Son birkaç on yılda, trajediden başka bir şey olmayan ve daha fazla trajediye geçişten ibaret olan, ne kurucu Tevrat anlatısından ilham alan, ne de sahte zaferler iddia ederek kendini yalanlayan kitlesel hareketlere tanık olduk. Örneğin Kuveyt’i işgal etmesi üzerine uğratıldığı yenilgiden sonra ayaklanmalarına karşılık olarak Saddam Hüseyin'in 1991 yılında kendilerinden intikam aldığı Irak Kürtlerinin, 750 bini İran'a, 280 bini de Türkiye'ye sığınmıştı. 300 bini de Irak-Türkiye sınırında toplanmıştı. Kürtler o dönemde kazandıklarını söylememiş, ABD'nin Kuzey Irak'ı Saddam uçaklarına yasak bölge deklare etmesini beklemişlerdi. 1994 yılında, sadece 100 gün içinde 2 milyon Ruandalı yurt dışına kaçtı, 1,5 milyon kişi de ülke içinde mülteci haline geldi. Buna bir de o dönemde toplam nüfusu 7 milyonu aşmayan ülkede Tutsilerin yanı sıra ılımlı Hutuların da aralarında olduğu yaklaşık 1 milyon kişinin öldürülmesi de eklendi. 2011 yılından sonra öldürülen ve yerinden edilen Suriyelilerin oranı da büyük ölçüde Ruandalıların oranına yakın. Toplam nüfusun yarısından fazlası ya iç göçe veya yurtdışına iltica etmeye zorlandı, yarım milyondan fazla Suriyeli öldürüldü. Irak Kürtleri örneğinde olduğu gibi, Ruandalılar ile Suriyelilere de ruhlarının derinliklerine işleyen, neredeyse dilsiz ve sessiz bir acı hakim oldu.

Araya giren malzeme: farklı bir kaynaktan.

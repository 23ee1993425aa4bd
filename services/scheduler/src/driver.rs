//! JSON-lines front end: one request per input line, one result per output
//! line, in completion order.

use std::time::Duration;

use anyhow::{Context, Result};
use fnsched_model::{ScheduleRequest, StatusCode};
use fnsched_schedule_decision::{cancel_pair, CancelHandle, GroupScheduleResult, ScheduleResult, DEFAULT_GROUP_TIMEOUT_MS};
use serde::{Deserialize, Serialize};
use tokio::io::{AsyncBufRead, AsyncBufReadExt, AsyncWrite, AsyncWriteExt};
use tokio::sync::{mpsc, oneshot, watch};
use tokio::task::JoinSet;
use tracing::{debug, info, warn};

use crate::queue_actor::{GroupSpec, SchedulerHandle};

/// Reason given to requests that outlive their schedule timeout.
pub const TIMEOUT_REASON: &str = "schedule timeout";

#[derive(Debug, Deserialize)]
#[serde(untagged)]
pub enum DriverInput {
    Group(GroupSpec),
    Instance(Box<ScheduleRequest>),
}

#[derive(Debug, Serialize)]
#[serde(untagged)]
pub enum DriverResult {
    Instance(ScheduleResult),
    Group(GroupScheduleResult),
}

#[derive(Debug, Serialize)]
pub struct OutputLine {
    pub request_id: String,
    #[serde(flatten)]
    pub result: DriverResult,
}

/// Wait for `rx`, cancelling through `cancel` once `timeout_ms` passes.
async fn await_with_deadline<T>(mut rx: oneshot::Receiver<T>, cancel: CancelHandle, timeout_ms: i64) -> Option<T> {
    if let Ok(timeout) = u64::try_from(timeout_ms) {
        if timeout > 0 {
            tokio::select! {
                result = &mut rx => return result.ok(),
                _ = tokio::time::sleep(Duration::from_millis(timeout)) => cancel.cancel(TIMEOUT_REASON),
            }
        }
    }
    let result = rx.await.ok();
    drop(cancel);
    result
}

async fn submit(handle: &SchedulerHandle, input: DriverInput, in_flight: &mut JoinSet<Option<OutputLine>>) -> Result<()> {
    let (cancel, tag) = cancel_pair();
    match input {
        DriverInput::Instance(request) => {
            let request_id = request.request_id.clone();
            let timeout_ms = request.instance.schedule_option.schedule_timeout_ms;
            debug!(request_id = %request_id, "Submitting request");
            let rx = handle.schedule(*request, tag).await?;
            in_flight.spawn(async move {
                let result = await_with_deadline(rx, cancel, timeout_ms).await?;
                Some(OutputLine {
                    request_id,
                    result: DriverResult::Instance(result),
                })
            });
        }
        DriverInput::Group(spec) => {
            let request_id = spec.group_id.clone();
            let timeout_ms = spec.timeout_ms.unwrap_or(DEFAULT_GROUP_TIMEOUT_MS);
            debug!(group_id = %request_id, members = spec.requests.len(), "Submitting group");
            let rx = handle.schedule_group(spec, tag).await?;
            in_flight.spawn(async move {
                let result = await_with_deadline(rx, cancel, timeout_ms).await?;
                Some(OutputLine {
                    request_id,
                    result: DriverResult::Group(result),
                })
            });
        }
    }
    Ok(())
}

fn invalid_line(error: &serde_json::Error) -> OutputLine {
    OutputLine {
        request_id: String::new(),
        result: DriverResult::Instance(ScheduleResult::failure(
            StatusCode::ErrParamInvalid,
            format!("invalid request: {error}"),
        )),
    }
}

/// Feed every line of `input` to the scheduler and write results to
/// `output` until input ends and every request is answered, or `shutdown`
/// fires. Returns the number of requests submitted.
pub async fn run_driver<R, W>(
    handle: SchedulerHandle,
    input: R,
    output: W,
    mut shutdown: watch::Receiver<bool>,
) -> Result<usize>
where
    R: AsyncBufRead + Unpin,
    W: AsyncWrite + Unpin + Send + 'static,
{
    let (line_tx, mut line_rx) = mpsc::channel::<OutputLine>(256);
    let writer = tokio::spawn(async move {
        let mut output = output;
        while let Some(line) = line_rx.recv().await {
            let mut encoded = serde_json::to_vec(&line).context("failed to encode result")?;
            encoded.push(b'\n');
            output.write_all(&encoded).await.context("failed to write result")?;
            output.flush().await.context("failed to flush results")?;
        }
        anyhow::Ok(())
    });

    let mut lines = input.lines();
    let mut in_flight = JoinSet::new();
    let mut submitted = 0usize;
    let mut input_open = true;

    loop {
        if !input_open && in_flight.is_empty() {
            break;
        }
        tokio::select! {
            biased;

            changed = shutdown.changed() => {
                if changed.is_err() || *shutdown.borrow() {
                    info!(in_flight = in_flight.len(), "Driver received shutdown signal");
                    break;
                }
            }

            Some(done) = in_flight.join_next(), if !in_flight.is_empty() => {
                match done {
                    Ok(Some(line)) => {
                        if line_tx.send(line).await.is_err() {
                            break;
                        }
                    }
                    Ok(None) => warn!("Request dropped without a result"),
                    Err(e) => warn!(error = %e, "Request task failed"),
                }
            }

            line = lines.next_line(), if input_open => {
                let Some(line) = line.context("failed to read input")? else {
                    debug!(submitted, "Input exhausted");
                    input_open = false;
                    continue;
                };
                if line.trim().is_empty() {
                    continue;
                }
                match serde_json::from_str::<DriverInput>(&line) {
                    Ok(input) => {
                        submit(&handle, input, &mut in_flight).await?;
                        submitted += 1;
                    }
                    Err(e) => {
                        warn!(error = %e, "Skipping invalid input line");
                        let _ = line_tx.send(invalid_line(&e)).await;
                    }
                }
            }
        }
    }

    in_flight.abort_all();
    drop(line_tx);
    writer.await.context("result writer panicked")??;
    Ok(submitted)
}

#[cfg(test)]
mod tests {
    use super::*;
    use fnsched_schedule_decision::{cancel_pair, GroupPolicy};

    #[test]
    fn test_input_shapes() {
        let group = r#"{"group_id":"g1","requests":[{"request_id":"m1"}],"policy":"strict_pack"}"#;
        match serde_json::from_str::<DriverInput>(group).unwrap() {
            DriverInput::Group(spec) => {
                assert_eq!(spec.group_id, "g1");
                assert_eq!(spec.policy, GroupPolicy::StrictPack);
                assert_eq!(spec.requests[0].request_id, "m1");
            }
            DriverInput::Instance(_) => panic!("expected a group"),
        }

        let instance = r#"{"request_id":"req-1","trace_id":"t1"}"#;
        match serde_json::from_str::<DriverInput>(instance).unwrap() {
            DriverInput::Instance(request) => assert_eq!(request.request_id, "req-1"),
            DriverInput::Group(_) => panic!("expected an instance"),
        }
    }

    #[test]
    fn test_output_line_is_flat() {
        let line = OutputLine {
            request_id: "req-1".into(),
            result: DriverResult::Instance(ScheduleResult::failure(StatusCode::ResourceNotEnough, "full")),
        };
        let json = serde_json::to_value(&line).unwrap();
        assert_eq!(json["request_id"], "req-1");
        assert_eq!(json["reason"], "full");
    }

    #[tokio::test]
    async fn test_deadline_cancels_waiting_request() {
        let (tx, rx) = oneshot::channel::<u32>();
        let (cancel, tag) = cancel_pair();
        let waiter = tokio::spawn(await_with_deadline(rx, cancel, 10));
        assert_eq!(tag.cancelled().await.as_deref(), Some(TIMEOUT_REASON));
        tx.send(7).unwrap();
        assert_eq!(waiter.await.unwrap(), Some(7));
    }

    #[tokio::test]
    async fn test_no_deadline_without_timeout() {
        let (tx, rx) = oneshot::channel::<u32>();
        let (cancel, tag) = cancel_pair();
        tx.send(1).unwrap();
        assert_eq!(await_with_deadline(rx, cancel, 0).await, Some(1));
        assert_eq!(tag.cancelled().await, None);
    }
}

Son olarak Güney Lübnan'da, ama özellikle Gazze Şeridi'nde de, kalabalıkların yıkılmış bölgelere geri döndüğüne veya yıkılmış evlerine dönmelerinin engellendiğine dair yürek parçalayıcı görüntülere tanık olduk. Kalabalıkların başının üzerinde, geri dönmelerine izin vermek mi yoksa onları engellemek mi gerektiğine karar vermeye çalışan kibirli ve saldırgan bir İsrail sopasının ağır gölgesi dolaşıyor. Çünkü burada ne bir kurtuluş, ne bir vaat, ne de bir kurtuluş veya vaat uydurmada başarılı bir endüstri var. Sadece “mutlu yolculuğu organize edenlerin” kazandık diyen gür sesinin eşlik ettiği her şeyini kaybetmiş, mağlup, perişan, yoksul kişilerin görüntüleri var.

Bu bir hayal kırıklığı. İçler acısı, acı verici, üzücü, aşağılayıcı, uzun süreli bir umutsuzluğa sevk edici bir durum.